EXERCISE REQUIREMENTS: Identify all lines below that hold "Mutex" and collect them.

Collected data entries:
use std::collections::HashMap;
use std::sync::LazyLock;

use regex::{Captures, Regex};

static PLACEHOLDER: LazyLock<Regex> =
    LazyLock::new(|| Regex::new(r"\{([A-Za-z0-9_]+)\}").expect("placeholder pattern is valid"));

/// Substitute `{name}` tokens from `values`. Unknown names and empty values
/// both render as the empty string; this never fails.
pub fn replace_placeholders(template: &str, values: &HashMap<&str, &str>) -> String {
    PLACEHOLDER
        .replace_all(template, |caps: &Captures| {
            values.get(&caps[1]).copied().unwrap_or_default().to_string()
        })
        .into_owned()
}

/// Last `max_chars` characters of `text`.
pub fn tail_chars(text: &str, max_chars: usize) -> &str {
    let count = text.chars().count();
    if count <= max_chars {
        return text;
    }
    match text.char_indices().nth(count - max_chars) {
        Some((idx, _)) => &text[idx..],
        None => "",
    }
}

/// First `max_chars` characters of `text`.
pub fn head_chars(text: &str, max_chars: usize) -> &str {
    match text.char_indices().nth(max_chars) {
        Some((idx, _)) => &text[..idx],
        None => text,
    }
}
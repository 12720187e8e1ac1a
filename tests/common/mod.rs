//! Hand-rolled HTTP/1.1 mock server shared by the integration tests.
#![allow(dead_code)]

use tokio::io::{AsyncReadExt, AsyncWriteExt};
use tokio::net::{TcpListener, TcpStream};
use tokio::task::JoinHandle;

/// Bind a TCP listener on localhost and return (listener, port).
pub async fn mock_listener() -> (TcpListener, u16) {
    let listener = TcpListener::bind("127.0.0.1:0").await.unwrap();
    let port = listener.local_addr().unwrap().port();
    (listener, port)
}

/// A port with nothing listening on it.
pub async fn closed_port() -> u16 {
    let (listener, port) = mock_listener().await;
    drop(listener);
    port
}

#[derive(Debug)]
pub struct CapturedRequest {
    pub head: String,
    pub body: Vec<u8>,
}

impl CapturedRequest {
    pub fn request_line(&self) -> &str {
        self.head.lines().next().unwrap_or("")
    }

    pub fn method(&self) -> &str {
        self.request_line().split(' ').next().unwrap_or("")
    }

    pub fn path(&self) -> &str {
        self.request_line().split(' ').nth(1).unwrap_or("")
    }

    pub fn header(&self, name: &str) -> Option<&str> {
        self.head.lines().find_map(|line| {
            let (key, value) = line.split_once(':')?;
            key.trim().eq_ignore_ascii_case(name).then_some(value.trim())
        })
    }

    pub fn json(&self) -> serde_json::Value {
        serde_json::from_slice(&self.body).expect("request body is not JSON")
    }
}

/// Read one request (headers plus Content-Length body).
pub async fn read_request(socket: &mut TcpStream) -> CapturedRequest {
    let mut buf = Vec::new();
    let mut chunk = [0u8; 4096];

    let header_end = loop {
        let n = socket.read(&mut chunk).await.unwrap();
        assert!(n > 0, "connection closed before headers were complete");
        buf.extend_from_slice(&chunk[..n]);
        if let Some(pos) = buf.windows(4).position(|w| w == b"\r\n\r\n") {
            break pos + 4;
        }
    };

    let head = String::from_utf8_lossy(&buf[..header_end]).to_string();
    let content_length = head
        .lines()
        .find_map(|line| {
            let (key, value) = line.split_once(':')?;
            if key.trim().eq_ignore_ascii_case("content-length") {
                value.trim().parse::<usize>().ok()
            } else {
                None
            }
        })
        .unwrap_or(0);

    while buf.len() < header_end + content_length {
        let n = socket.read(&mut chunk).await.unwrap();
        if n == 0 {
            break;
        }
        buf.extend_from_slice(&chunk[..n]);
    }

    let body_end = buf.len().min(header_end + content_length);
    CapturedRequest {
        head,
        body: buf[header_end..body_end].to_vec(),
    }
}

pub fn http_response(status: &str, content_type: &str, body: &str) -> String {
    format!(
        "HTTP/1.1 {status}\r\n\
         Content-Type: {content_type}\r\n\
         Content-Length: {}\r\n\
         Connection: close\r\n\r\n{body}",
        body.len()
    )
}

pub fn json_response(status: &str, body: &str) -> String {
    http_response(status, "application/json", body)
}

/// Accept one connection, capture its request, answer with `response`.
pub fn serve_once(listener: TcpListener, response: String) -> JoinHandle<CapturedRequest> {
    tokio::spawn(async move {
        let (mut socket, _) = listener.accept().await.unwrap();
        let request = read_request(&mut socket).await;
        socket.write_all(response.as_bytes()).await.unwrap();
        let _ = socket.shutdown().await;
        request
    })
}

/// Format an SSE data event carrying a chat content delta.
pub fn sse_chunk(content: &str) -> String {
    format!("data: {{\"choices\":[{{\"delta\":{{\"content\":\"{content}\"}}}}]}}\n\n")
}

pub const SSE_HEADERS: &[u8] = b"HTTP/1.1 200 OK\r\n\
    Content-Type: text/event-stream\r\n\
    Connection: close\r\n\r\n";

pub const SSE_DONE: &[u8] = b"data: [DONE]\n\n";
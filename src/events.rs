use std::fmt;
use std::path::PathBuf;

use chrono::{DateTime, Utc};
use serde::{Deserialize, Serialize};

use crate::filter;

/// What happened to the path a reconciled event concerns.
#[derive(Debug, Clone, Copy, PartialEq, Eq, Hash, Serialize, Deserialize)]
#[serde(rename_all = "snake_case")]
pub enum FileEventKind {
    Created,
    Deleted,
    Modified,
    Moved,
    Opened,
    ClosedNoWrite,
    Closed,
}

impl FileEventKind {
    pub const ALL: [FileEventKind; 7] = [
        FileEventKind::Created,
        FileEventKind::Deleted,
        FileEventKind::Modified,
        FileEventKind::Moved,
        FileEventKind::Opened,
        FileEventKind::ClosedNoWrite,
        FileEventKind::Closed,
    ];

    /// Stable lowercase name, as stored and queried in the event store.
    pub fn as_str(&self) -> &'static str {
        match self {
            FileEventKind::Created => "created",
            FileEventKind::Deleted => "deleted",
            FileEventKind::Modified => "modified",
            FileEventKind::Moved => "moved",
            FileEventKind::Opened => "opened",
            FileEventKind::ClosedNoWrite => "closed_no_write",
            FileEventKind::Closed => "closed",
        }
    }
}

impl fmt::Display for FileEventKind {
    fn fmt(&self, f: &mut fmt::Formatter<'_>) -> fmt::Result {
        f.write_str(self.as_str())
    }
}

/// One reconciled filesystem event. Immutable once appended to a history.
#[derive(Debug, Clone, PartialEq, Serialize, Deserialize)]
pub struct FileEvent {
    pub kind: FileEventKind,
    pub path: PathBuf,
    /// New location, present only for [`FileEventKind::Moved`].
    #[serde(default, skip_serializing_if = "Option::is_none")]
    pub destination: Option<PathBuf>,
    /// Whether the subject is a directory. Exact under the scanning backend;
    /// best effort for native-backend deletions, where the path is gone
    /// before it can be examined.
    pub is_dir: bool,
    /// Wall-clock time the event was reconciled.
    pub timestamp: DateTime<Utc>,
}

impl FileEvent {
    pub fn new(
        kind: FileEventKind,
        path: impl Into<PathBuf>,
        is_dir: bool,
        timestamp: DateTime<Utc>,
    ) -> Self {
        Self {
            kind,
            path: path.into(),
            destination: None,
            is_dir,
            timestamp,
        }
    }

    pub fn moved(
        from: impl Into<PathBuf>,
        to: impl Into<PathBuf>,
        is_dir: bool,
        timestamp: DateTime<Utc>,
    ) -> Self {
        Self {
            kind: FileEventKind::Moved,
            path: from.into(),
            destination: Some(to.into()),
            is_dir,
            timestamp,
        }
    }

    /// Extension of the subject path under the watch-filter rule: the
    /// substring from the last `.` of the file name, dot included.
    pub fn file_type(&self) -> Option<&str> {
        filter::path_extension(&self.path)
    }
}

#[cfg(test)]
mod tests {
    use super::*;

    #[test]
    fn kind_names_are_stable() {
        assert_eq!(FileEventKind::Created.as_str(), "created");
        assert_eq!(FileEventKind::ClosedNoWrite.as_str(), "closed_no_write");
        assert_eq!(FileEventKind::Closed.as_str(), "closed");
        assert_eq!(FileEventKind::Moved.to_string(), "moved");
        for kind in FileEventKind::ALL {
            assert!(!kind.as_str().is_empty());
        }
    }

    #[test]
    fn kind_serializes_to_wire_name() {
        let json = serde_json::to_string(&FileEventKind::ClosedNoWrite).unwrap();
        assert_eq!(json, "\"closed_no_write\"");
        let back: FileEventKind = serde_json::from_str(&json).unwrap();
        assert_eq!(back, FileEventKind::ClosedNoWrite);
    }

    #[test]
    fn moved_event_carries_destination() {
        let event = FileEvent::moved("/a/x.ext", "/a/sub/x.ext", false, Utc::now());
        assert_eq!(event.kind, FileEventKind::Moved);
        assert_eq!(event.path, PathBuf::from("/a/x.ext"));
        assert_eq!(event.destination, Some(PathBuf::from("/a/sub/x.ext")));
    }

    #[test]
    fn plain_event_has_no_destination() {
        let event = FileEvent::new(FileEventKind::Created, "/a/x.txt", false, Utc::now());
        assert_eq!(event.destination, None);
        let json = serde_json::to_string(&event).unwrap();
        assert!(!json.contains("destination"));
    }

    #[test]
    fn file_type_uses_last_dot_rule() {
        let event = FileEvent::new(FileEventKind::Created, "/tmp/archive.tar.gz", false, Utc::now());
        assert_eq!(event.file_type(), Some(".gz"));
        let bare = FileEvent::new(FileEventKind::Created, "/tmp/Makefile", false, Utc::now());
        assert_eq!(bare.file_type(), None);
    }
}
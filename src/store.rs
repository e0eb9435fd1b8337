//! SQLite-backed persistence of reconciled events.
//!
//! One row per event in `file_events`, with the four read patterns the
//! reporting surface needs: by extension, by kind, by location prefix, and
//! by time range. Registering the store on a handler (it implements
//! [`EventObserver`]) records every event as it is reconciled.

use std::path::Path;
use std::sync::Mutex;

use rusqlite::{params, Connection, Row};
use tracing::debug;

use crate::error::Result;
use crate::events::{FileEvent, FileEventKind};
use crate::observer::EventObserver;

const SELECT_COLUMNS: &str =
    "SELECT event_id, event_time, event_type, event_location, file_type, move_destination \
     FROM file_events";

/// One persisted row from the `file_events` table.
#[derive(Debug, Clone, PartialEq, Eq)]
pub struct StoredEvent {
    pub id: i64,
    /// Epoch seconds at reconciliation time.
    pub time: i64,
    pub event_type: String,
    pub location: String,
    /// Extension of the location under the filter rule, when it has one.
    pub file_type: Option<String>,
    /// Destination path, only for moved events.
    pub move_destination: Option<String>,
}

/// Append-only store of reconciled events.
pub struct EventStore {
    conn: Mutex<Connection>,
}

impl EventStore {
    pub fn open(path: impl AsRef<Path>) -> Result<Self> {
        let conn = Connection::open(path.as_ref())?;
        debug!("Opened event store at {}", path.as_ref().display());
        Self::initialize(conn)
    }

    pub fn open_in_memory() -> Result<Self> {
        Self::initialize(Connection::open_in_memory()?)
    }

    fn initialize(conn: Connection) -> Result<Self> {
        conn.execute(
            "CREATE TABLE IF NOT EXISTS file_events (
                event_id         INTEGER PRIMARY KEY AUTOINCREMENT,
                event_time       INTEGER NOT NULL,
                event_type       TEXT NOT NULL,
                event_location   TEXT NOT NULL,
                file_type        TEXT,
                move_destination TEXT
            )",
            [],
        )?;
        Ok(Self {
            conn: Mutex::new(conn),
        })
    }

    /// Insert one reconciled event, returning its row id.
    pub fn insert_event(&self, event: &FileEvent) -> Result<i64> {
        let location = event.path.to_string_lossy();
        let destination = event
            .destination
            .as_ref()
            .map(|path| path.to_string_lossy().into_owned());

        let conn = self.conn.lock().unwrap();
        conn.execute(
            "INSERT INTO file_events (event_time, event_type, event_location, file_type, move_destination)
             VALUES (?1, ?2, ?3, ?4, ?5)",
            params![
                event.timestamp.timestamp(),
                event.kind.as_str(),
                location.as_ref(),
                event.file_type(),
                destination,
            ],
        )?;
        Ok(conn.last_insert_rowid())
    }

    /// Rows whose file type matches `extension` exactly (e.g. `".txt"`).
    pub fn events_by_extension(&self, extension: &str) -> Result<Vec<StoredEvent>> {
        self.select(
            &format!("{SELECT_COLUMNS} WHERE file_type = ?1 ORDER BY event_id"),
            params![extension],
        )
    }

    /// Rows of one event kind.
    pub fn events_by_type(&self, kind: FileEventKind) -> Result<Vec<StoredEvent>> {
        self.select(
            &format!("{SELECT_COLUMNS} WHERE event_type = ?1 ORDER BY event_id"),
            params![kind.as_str()],
        )
    }

    /// Rows whose location starts with `prefix`.
    pub fn events_by_location(&self, prefix: &str) -> Result<Vec<StoredEvent>> {
        self.select(
            &format!("{SELECT_COLUMNS} WHERE event_location LIKE ?1 ORDER BY event_id"),
            params![format!("{prefix}%")],
        )
    }

    /// Rows with `start <= event_time <= end`, both bounds inclusive.
    pub fn events_between(&self, start: i64, end: i64) -> Result<Vec<StoredEvent>> {
        self.select(
            &format!("{SELECT_COLUMNS} WHERE event_time BETWEEN ?1 AND ?2 ORDER BY event_id"),
            params![start, end],
        )
    }

    /// Every row, insertion order.
    pub fn all_events(&self) -> Result<Vec<StoredEvent>> {
        self.select(&format!("{SELECT_COLUMNS} ORDER BY event_id"), params![])
    }

    pub fn event_count(&self) -> Result<i64> {
        let conn = self.conn.lock().unwrap();
        let count = conn.query_row("SELECT COUNT(*) FROM file_events", [], |row| row.get(0))?;
        Ok(count)
    }

    fn select<P: rusqlite::Params>(&self, sql: &str, params: P) -> Result<Vec<StoredEvent>> {
        let conn = self.conn.lock().unwrap();
        let mut stmt = conn.prepare(sql)?;
        let rows = stmt.query_map(params, row_to_event)?;
        let mut events = Vec::new();
        for row in rows {
            events.push(row?);
        }
        Ok(events)
    }
}

fn row_to_event(row: &Row<'_>) -> rusqlite::Result<StoredEvent> {
    Ok(StoredEvent {
        id: row.get(0)?,
        time: row.get(1)?,
        event_type: row.get(2)?,
        location: row.get(3)?,
        file_type: row.get(4)?,
        move_destination: row.get(5)?,
    })
}

impl EventObserver for EventStore {
    fn notify(&self, event: &FileEvent) -> Result<()> {
        self.insert_event(event).map(|_| ())
    }
}
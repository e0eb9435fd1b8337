use std::path::{Path, PathBuf};
use std::sync::Arc;

use tracing::{debug, info};

use crate::error::{Result, WatchError};
use crate::filter::ExtensionFilter;
use crate::handler::FileHandler;
use crate::source::{EventSource, NotifySource, ScanSource, SourceBackend};

/// Manages one watch at a time: binds the reconciling handler to a live
/// source backend for a directory root, and tears the binding down again.
///
/// The state machine is idle -> active (on [`FileWatcher::start`]) -> idle
/// (on [`FileWatcher::stop`]); there are no other states. Each start opens a
/// fresh history on the handler; observers registered on the handler carry
/// across sessions.
pub struct FileWatcher {
    handler: Arc<FileHandler>,
    backend: SourceBackend,
    source: Option<Box<dyn EventSource>>,
    root: Option<PathBuf>,
}

impl FileWatcher {
    pub fn new(handler: Arc<FileHandler>, backend: SourceBackend) -> Self {
        Self {
            handler,
            backend,
            source: None,
            root: None,
        }
    }

    /// The handler whose history this watcher feeds.
    pub fn handler(&self) -> &Arc<FileHandler> {
        &self.handler
    }

    pub fn is_watching(&self) -> bool {
        self.source.is_some()
    }

    /// Root of the active session, `None` while idle.
    pub fn watched_root(&self) -> Option<&Path> {
        self.root.as_deref()
    }

    /// Start watching `directory`.
    ///
    /// `extensions` is a list of dot-prefixed suffixes such as `".txt"`; an
    /// empty list watches every extension. The directory must exist and be
    /// readable, which the backend checks before delivery begins; on failure
    /// the session stays idle and the previous history is untouched. Returns
    /// [`WatchError::AlreadyWatching`] when a session is active.
    pub fn start<I, S>(
        &mut self,
        directory: impl AsRef<Path>,
        recursive: bool,
        extensions: I,
    ) -> Result<()>
    where
        I: IntoIterator<Item = S>,
        S: Into<String>,
    {
        if self.source.is_some() {
            return Err(WatchError::AlreadyWatching);
        }
        let directory = directory.as_ref();

        let mut source: Box<dyn EventSource> = match self.backend {
            SourceBackend::Native => Box::new(NotifySource::schedule(
                Arc::clone(&self.handler),
                directory,
                recursive,
            )?),
            SourceBackend::Polling { interval } => Box::new(ScanSource::schedule(
                Arc::clone(&self.handler),
                directory,
                recursive,
                interval,
            )),
        };
        source.start()?;

        // Reset only once the source is up, so a failed start cannot
        // destroy the history a caller may still be reading.
        self.handler.begin_session(ExtensionFilter::only(extensions));
        self.source = Some(source);
        self.root = Some(directory.to_path_buf());
        info!(
            "Started watching {} ({})",
            directory.display(),
            if recursive { "recursive" } else { "top level only" }
        );
        Ok(())
    }

    /// Stop the active session.
    ///
    /// Blocks until the source's background loop has exited, so a subsequent
    /// start cannot race with lingering signals. A safe no-op while idle.
    pub fn stop(&mut self) -> Result<()> {
        match self.source.take() {
            Some(mut source) => {
                source.stop()?;
                let root = self.root.take();
                info!(
                    "Stopped watching {}",
                    root.as_deref().unwrap_or_else(|| Path::new("?")).display()
                );
                Ok(())
            }
            None => {
                debug!("Stop requested while idle");
                Ok(())
            }
        }
    }
}

impl Drop for FileWatcher {
    fn drop(&mut self) {
        let _ = self.stop();
    }
}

RESULT:
use std::sync::Mutex;
    conn: Mutex<Connection>,
            conn: Mutex::new(conn),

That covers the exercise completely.